И снова потянулись рабочие дни. С утра мы выезжали на аэродром, трудились и в холод, и в ненастье. А ночами частенько гремела команда: «Подъем!» — и мы шли на ветку разгружать вагоны. Я уже не боялся, что отстану от товарищей. Теперь я был равным.
Я сдружился не только с Петей Кавунком, но и с другими солдатами; я понял, до чего вкусен бывает конский рис (так у нас называли овсянку), поданный на ужин батальонным поваром Левой Лукериным, я распознал сладость крупной, как древесные опилки, солдатской махры, завернутой в потертую газету и горящей с треском и шипеньем…
Иногда я вспоминал разговор с майором и посмеивался. Вряд ли он верил в меня, назначая испытательный срок. А я уже теперь назубок знал, какую работу исполняют мои товарищи, я помнил о ней горбом, руками, ссадинами на плечах… Однажды писарь, истомленный ожиданием отъезда, напутал в наряде, выписанном мне и Пете Кавунку. Я высадил писаря из-за стола, взял бланк и сам заполнил его: расставил и тонны, и километры, и часы — все, что следовало.
Сержант Лапига покрутил круглой головой:
— В тютельку! Будет писарем работать как положено. Процента у него не накинешь…
Петя Кавунок поглядел на меня с одобрением и подтвердил:
— А то как же!
Он был доволен за друга.
Во второй половине месяца зарядили дожди; осенние, обложные, они секли землю сутками, и у них был такой одинаковый шум, что мы привыкли к нему и перестали его замечать.
К воде привыкнуть было трудней. Она оказывалась всюду — в отсыревшем сене, которым были набиты подушки; в портянках, которые надо было выжимать и обертывать на ночь вокруг голенищ; в отяжелевших шинелях, от которых уже несло кислым запахом.
В последнюю ночь месяца нас подняли, чтобы отвезти на аэродром.
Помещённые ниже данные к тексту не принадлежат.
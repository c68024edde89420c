//! Toast notification overlay.
//!
//! Renders the notice feed as transient banners. Each toast dismisses
//! itself after `NOTICE_DURATION_MS` or on click.

use gloo_timers::future::TimeoutFuture;
use leptos::prelude::*;
use leptos::task::spawn_local;
use leptos_icons::Icon;

use crate::app::AppContext;
use crate::components::icons as ic;
use crate::config::NOTICE_DURATION_MS;
use crate::core::notify::NoticeFeed;
use crate::models::{Notice, NoticeKind};

stylance::import_crate_style!(css, "src/components/toast.module.css");

/// Overlay rendering the notice feed.
#[component]
pub fn Toasts() -> impl IntoView {
    let ctx = use_context::<AppContext>().expect("AppContext must be provided at root");
    let feed = ctx.notices;
    let notices = feed.notices();

    view! {
        <div class=css::stack>
            <For
                each=move || notices.get()
                key=|notice| notice.id
                children=move |notice: Notice| view! { <ToastItem notice feed /> }
            />
        </div>
    }
}

/// A single toast with an auto-dismiss timer.
#[component]
fn ToastItem(notice: Notice, feed: NoticeFeed) -> impl IntoView {
    let id = notice.id;

    // schedule auto-dismissal when the toast mounts
    spawn_local(async move {
        TimeoutFuture::new(NOTICE_DURATION_MS).await;
        feed.dismiss(id);
    });

    let kind_class = match notice.kind {
        NoticeKind::Info => css::info,
        NoticeKind::Success => css::success,
        NoticeKind::Error => css::error,
    };

    view! {
        <div class=format!("{} {}", css::toast, kind_class)>
            <span class=css::message>{notice.message}</span>
            <button class=css::close on:click=move |_| feed.dismiss(id)>
                <Icon icon=ic::CLOSE />
            </button>
        </div>
    }
}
Предстояло спасать его от затопления.
Это была единственная работа, которую мне еще не доводилось исполнять…
5
Машина замедляет ход, перебирает скатами бревна на мостике. Впереди брезжит неясное зарево, — это на стоянке аэродрома горят фонари. Они оттянуты ветром в одну сторону и словно летят, пробивая жестяными колпаками струи воды и дождевую туманную пыль.